From the line with "let request = match" to the final line of the records, every line is to be duplicated exactly, both of those lines included.

━━ Supplied records

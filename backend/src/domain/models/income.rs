use chrono::NaiveDate;
use serde::{Deserialize, Serialize};
use shared::Income;

#[derive(Debug, Clone, Serialize, Deserialize, PartialEq)]
pub struct DomainIncome {
    pub id: String,
    pub income_source: String,
    pub description: String,
    pub income_category: String,
    pub income_type: String,
    pub amount: f64,
    pub date: NaiveDate,
    pub phone: String,
}

/// Fields an income update may change; the date is fixed at creation
#[derive(Debug, Clone, PartialEq)]
pub struct IncomeChanges {
    pub income_source: String,
    /// `None` keeps the stored description
    pub description: Option<String>,
    pub income_category: String,
    pub income_type: String,
    pub amount: f64,
    pub phone: String,
}

impl DomainIncome {
    pub fn generate_id() -> String {
        uuid::Uuid::new_v4().to_string()
    }

    pub fn apply(&mut self, changes: IncomeChanges) {
        self.income_source = changes.income_source;
        if let Some(description) = changes.description {
            self.description = description;
        }
        self.income_category = changes.income_category;
        self.income_type = changes.income_type;
        self.amount = changes.amount;
        self.phone = changes.phone;
    }
}

impl From<DomainIncome> for Income {
    fn from(domain: DomainIncome) -> Self {
        Self {
            id: domain.id,
            income_source: domain.income_source,
            description: domain.description,
            income_category: domain.income_category,
            income_type: domain.income_type,
            amount: domain.amount,
            date: domain.date,
            phone: domain.phone,
        }
    }
}
use anyhow::Result;
use async_trait::async_trait;
use sqlx::{sqlite::SqliteRow, Row};

use crate::domain::models::expense::DomainExpense;
use crate::storage::sqlite::connection::{parse_stored_date, DbConnection};
use crate::storage::traits::ExpenseStorage;

/// Repository for expense entries
#[derive(Clone)]
pub struct ExpenseRepository {
    db: DbConnection,
}

impl ExpenseRepository {
    pub fn new(db: DbConnection) -> Self {
        Self { db }
    }

    fn from_row(row: &SqliteRow) -> Result<DomainExpense> {
        let date: String = row.get("date");
        Ok(DomainExpense {
            id: row.get("id"),
            name: row.get("name"),
            description: row.get("description"),
            category: row.get("category"),
            amount: row.get("amount"),
            date: parse_stored_date(&date)?,
            responsible_person: row.get("responsible_person"),
            notes: row.get("notes"),
            phone: row.get("phone"),
        })
    }
}

#[async_trait]
impl ExpenseStorage for ExpenseRepository {
    async fn store_expense(&self, expense: &DomainExpense) -> Result<()> {
        sqlx::query(
            r#"
            INSERT INTO expenses (id, name, description, category, amount, date, responsible_person, notes, phone)
            VALUES (?, ?, ?, ?, ?, ?, ?, ?, ?)
            "#,
        )
        .bind(&expense.id)
        .bind(&expense.name)
        .bind(&expense.description)
        .bind(&expense.category)
        .bind(expense.amount)
        .bind(expense.date.to_string())
        .bind(&expense.responsible_person)
        .bind(&expense.notes)
        .bind(&expense.phone)
        .execute(self.db.pool())
        .await?;
        Ok(())
    }

    async fn get_expense(&self, expense_id: &str) -> Result<Option<DomainExpense>> {
        let row = sqlx::query(
            r#"
            SELECT id, name, description, category, amount, date, responsible_person, notes, phone
            FROM expenses
            WHERE id = ?
            "#,
        )
        .bind(expense_id)
        .fetch_optional(self.db.pool())
        .await?;

        row.as_ref().map(Self::from_row).transpose()
    }

    async fn list_expenses(&self) -> Result<Vec<DomainExpense>> {
        let rows = sqlx::query(
            r#"
            SELECT id, name, description, category, amount, date, responsible_person, notes, phone
            FROM expenses
            ORDER BY ROWID ASC
            "#,
        )
        .fetch_all(self.db.pool())
        .await?;

        rows.iter().map(Self::from_row).collect()
    }

    async fn update_expense(&self, expense: &DomainExpense) -> Result<bool> {
        let result = sqlx::query(
            r#"
            UPDATE expenses
            SET name = ?, description = ?, category = ?, amount = ?, date = ?,
                responsible_person = ?, notes = ?, phone = ?
            WHERE id = ?
            "#,
        )
        .bind(&expense.name)
        .bind(&expense.description)
        .bind(&expense.category)
        .bind(expense.amount)
        .bind(expense.date.to_string())
        .bind(&expense.responsible_person)
        .bind(&expense.notes)
        .bind(&expense.phone)
        .bind(&expense.id)
        .execute(self.db.pool())
        .await?;
        Ok(result.rows_affected() > 0)
    }

    async fn delete_expense(&self, expense_id: &str) -> Result<bool> {
        let result = sqlx::query("DELETE FROM expenses WHERE id = ?")
            .bind(expense_id)
            .execute(self.db.pool())
            .await?;
        Ok(result.rows_affected() > 0)
    }
}

#[cfg(test)]
mod tests {
    use super::*;
    use chrono::NaiveDate;

    async fn setup_test() -> ExpenseRepository {
        let db = DbConnection::init_test().await.expect("Failed to create test database");
        ExpenseRepository::new(db)
    }

    fn expense(name: &str, day: u32) -> DomainExpense {
        DomainExpense {
            id: DomainExpense::generate_id(),
            name: name.to_string(),
            description: "Office supplies".to_string(),
            category: "Administrative".to_string(),
            amount: 75.5,
            date: NaiveDate::from_ymd_opt(2024, 4, day).unwrap(),
            responsible_person: "Sunil".to_string(),
            notes: String::new(),
            phone: "0112345678".to_string(),
        }
    }

    #[tokio::test]
    async fn test_list_keeps_insertion_order() {
        let repo = setup_test().await;
        for (name, day) in [("Zeta", 9), ("Alpha", 1), ("Mid", 5)] {
            repo.store_expense(&expense(name, day)).await.expect("Failed to store expense");
        }

        let listed = repo.list_expenses().await.expect("Failed to list expenses");
        let names: Vec<&str> = listed.iter().map(|e| e.name.as_str()).collect();
        assert_eq!(names, vec!["Zeta", "Alpha", "Mid"]);
    }

    #[tokio::test]
    async fn test_update_and_delete_expense() {
        let repo = setup_test().await;
        let mut stored = expense("Stationers", 2);
        repo.store_expense(&stored).await.expect("Failed to store expense");

        stored.notes = "Paid in cash".to_string();
        assert!(repo.update_expense(&stored).await.expect("Update failed"));
        let fetched = repo.get_expense(&stored.id).await.expect("Get failed");
        assert_eq!(fetched, Some(stored.clone()));

        assert!(repo.delete_expense(&stored.id).await.expect("Delete failed"));
        assert!(repo.get_expense(&stored.id).await.expect("Get failed").is_none());
    }
}
use shared::report::format_amount;
use shared::validation::{parse_amount, validate};
use shared::{Draft, EntryResource, FieldKind, FieldSpec, Operation, ValidationReport, ValidationScope};
use yew::prelude::*;

use super::field_input::FieldInput;
use crate::services::date_utils;

#[derive(Properties, PartialEq)]
pub struct EntryTableProps<R: EntryResource + PartialEq> {
    pub entries: Vec<R::Entry>,
    pub loading: bool,
    #[prop_or_default]
    pub saving: bool,
    pub on_update: Callback<(String, R::Request, Callback<()>)>,
    pub on_delete: Callback<String>,
    /// Shows a View button per row when set
    #[prop_or_default]
    pub on_view: Option<Callback<String>>,
}

#[derive(Clone, PartialEq)]
struct EditRow {
    id: String,
    draft: Draft,
}

pub(super) fn display_value(spec: &FieldSpec, draft: &Draft) -> String {
    let raw = draft.get(spec.name);
    match spec.kind {
        FieldKind::Amount { .. } => parse_amount(raw).map(format_amount).unwrap_or_else(|| raw.to_string()),
        _ => raw.to_string(),
    }
}

/// Entry list with one row editable in place at a time
#[function_component(EntryTable)]
pub fn entry_table<R: EntryResource + PartialEq>(props: &EntryTableProps<R>) -> Html {
    let editing = use_state(|| Option::<EditRow>::None);
    let report = use_state(ValidationReport::default);
    let today = date_utils::today();

    let on_change = {
        let editing = editing.clone();
        Callback::from(move |(name, value): (String, String)| {
            if let Some(row) = (*editing).clone() {
                let mut draft = row.draft;
                draft.set(name, value);
                editing.set(Some(EditRow { id: row.id, draft }));
            }
        })
    };

    let on_cancel = {
        let editing = editing.clone();
        let report = report.clone();
        Callback::from(move |_: MouseEvent| {
            editing.set(None);
            report.set(ValidationReport::default());
        })
    };

    let on_save = {
        let editing = editing.clone();
        let report = report.clone();
        let on_update = props.on_update.clone();
        Callback::from(move |_: MouseEvent| {
            let Some(row) = (*editing).clone() else {
                return;
            };

            let checked = validate(R::fields(), &row.draft, Operation::Update, ValidationScope::Form { today });
            if !checked.is_valid() {
                report.set(checked);
                return;
            }
            report.set(ValidationReport::default());

            let done = {
                let editing = editing.clone();
                Callback::from(move |_| editing.set(None))
            };
            on_update.emit((row.id, R::request_from(&row.draft), done));
        })
    };

    html! {
        <section class="entries-section">
            <h2>{format!("{} Records", R::TITLE)}</h2>

            {if props.loading && props.entries.is_empty() {
                html! { <div class="loading">{format!("Loading {}...", R::COLLECTION)}</div> }
            } else if props.entries.is_empty() {
                html! { <div class="empty">{format!("No {} recorded yet", R::COLLECTION)}</div> }
            } else {
                html! {
                    <div class="table-container">
                        <table class="entries-table">
                            <thead>
                                <tr>
                                    {for R::fields().iter().map(|spec| html! { <th>{spec.label}</th> })}
                                    <th>{"Actions"}</th>
                                </tr>
                            </thead>
                            <tbody>
                                {for props.entries.iter().map(|entry| {
                                    let id = R::id(entry).to_string();
                                    let edit_row = (*editing).as_ref().filter(|row| row.id == id);

                                    match edit_row {
                                        Some(row) => html! {
                                            <tr class="editing">
                                                {for R::fields().iter().map(|spec| html! {
                                                    <td>
                                                        {if spec.editable {
                                                            html! {
                                                                <FieldInput
                                                                    spec={*spec}
                                                                    value={row.draft.get(spec.name).to_string()}
                                                                    on_change={on_change.clone()}
                                                                    error={report.message_for(spec.name).map(str::to_string)}
                                                                    disabled={props.saving}
                                                                    today={today}
                                                                    compact={true}
                                                                />
                                                            }
                                                        } else {
                                                            html! { {display_value(spec, &row.draft)} }
                                                        }}
                                                    </td>
                                                })}
                                                <td class="actions">
                                                    <button class="save" onclick={on_save.clone()} disabled={props.saving}>{"Save"}</button>
                                                    <button class="cancel" onclick={on_cancel.clone()}>{"Cancel"}</button>
                                                </td>
                                            </tr>
                                        },
                                        None => {
                                            let draft = R::draft_from(entry);
                                            let on_edit = {
                                                let editing = editing.clone();
                                                let report = report.clone();
                                                let row = EditRow { id: id.clone(), draft: draft.clone() };
                                                Callback::from(move |_: MouseEvent| {
                                                    report.set(ValidationReport::default());
                                                    editing.set(Some(row.clone()));
                                                })
                                            };
                                            let on_delete = {
                                                let on_delete = props.on_delete.clone();
                                                let id = id.clone();
                                                Callback::from(move |_: MouseEvent| {
                                                    if gloo::dialogs::confirm(&format!("Delete this {}?", R::TITLE.to_lowercase())) {
                                                        on_delete.emit(id.clone());
                                                    }
                                                })
                                            };

                                            let view_button = props.on_view.clone().map(|on_view| {
                                                let id = id.clone();
                                                let onclick = Callback::from(move |_: MouseEvent| on_view.emit(id.clone()));
                                                html! { <button class="view" {onclick}>{"View"}</button> }
                                            });

                                            html! {
                                                <tr>
                                                    {for R::fields().iter().map(|spec| html! {
                                                        <td>{display_value(spec, &draft)}</td>
                                                    })}
                                                    <td class="actions">
                                                        {view_button}
                                                        <button class="edit" onclick={on_edit} disabled={props.saving}>{"Edit"}</button>
                                                        <button class="delete" onclick={on_delete} disabled={props.saving}>{"Delete"}</button>
                                                    </td>
                                                </tr>
                                            }
                                        }
                                    }
                                })}
                            </tbody>
                        </table>
                    </div>
                }
            }}
        </section>
    }
}

#[cfg(test)]
mod tests {
    use super::*;
    use shared::fields::BUDGET_FIELDS;

    #[test]
    fn test_amounts_are_shown_as_money() {
        let draft = Draft::new().with("amount", "2500").with("category", "Financial");

        assert_eq!(display_value(&BUDGET_FIELDS[0], &draft), "Rs 2500.00");
        assert_eq!(display_value(&BUDGET_FIELDS[1], &draft), "Financial");
    }
}
use gloo::net::http::Request;
use serde::Deserialize;
use shared::LogEntry;
use wasm_bindgen_futures::spawn_local;

const LOG_ENDPOINT: &str = "http://localhost:5000/api/logs";

#[derive(Debug, Deserialize)]
struct LogResponse {
    #[allow(dead_code)]
    success: bool,
}

/// Forwards browser-side log lines to the backend, which re-emits them through tracing
pub struct Logger;

impl Logger {
    pub fn debug_with_component(component: &str, message: &str) {
        Self::log("debug", message, Some(component.to_string()));
    }

    pub fn info_with_component(component: &str, message: &str) {
        Self::log("info", message, Some(component.to_string()));
    }

    pub fn warn_with_component(component: &str, message: &str) {
        Self::log("warn", message, Some(component.to_string()));
    }

    pub fn error_with_component(component: &str, message: &str) {
        Self::log("error", message, Some(component.to_string()));
    }

    fn log(level: &str, message: &str, component: Option<String>) {
        let entry = LogEntry {
            level: level.to_string(),
            message: message.to_string(),
            component,
        };

        // Send log asynchronously without blocking
        spawn_local(async move {
            let request = match Request::post(LOG_ENDPOINT).json(&entry) {
                Ok(request) => request,
                Err(e) => {
                    gloo::console::error!("Failed to encode log entry:", e.to_string());
                    return;
                }
            };

            match request.send().await {
                Ok(response) => {
                    if response.json::<LogResponse>().await.is_err() {
                        gloo::console::warn!("Log endpoint returned an unexpected body");
                    }
                }
                Err(e) => gloo::console::warn!("Failed to forward log:", e.to_string()),
            }
        });
    }
}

━━━━

• **Answer box**
            let request = match Request::post(LOG_ENDPOINT).json(&entry) {
                Ok(request) => request,
                Err(e) => {
                    gloo::console::error!("Failed to encode log entry:", e.to_string());
                    return;
                }
            };

            match request.send().await {
                Ok(response) => {
                    if response.json::<LogResponse>().await.is_err() {
                        gloo::console::warn!("Log endpoint returned an unexpected body");
                    }
                }
                Err(e) => gloo::console::warn!("Failed to forward log:", e.to_string()),
            }
        });
    }
}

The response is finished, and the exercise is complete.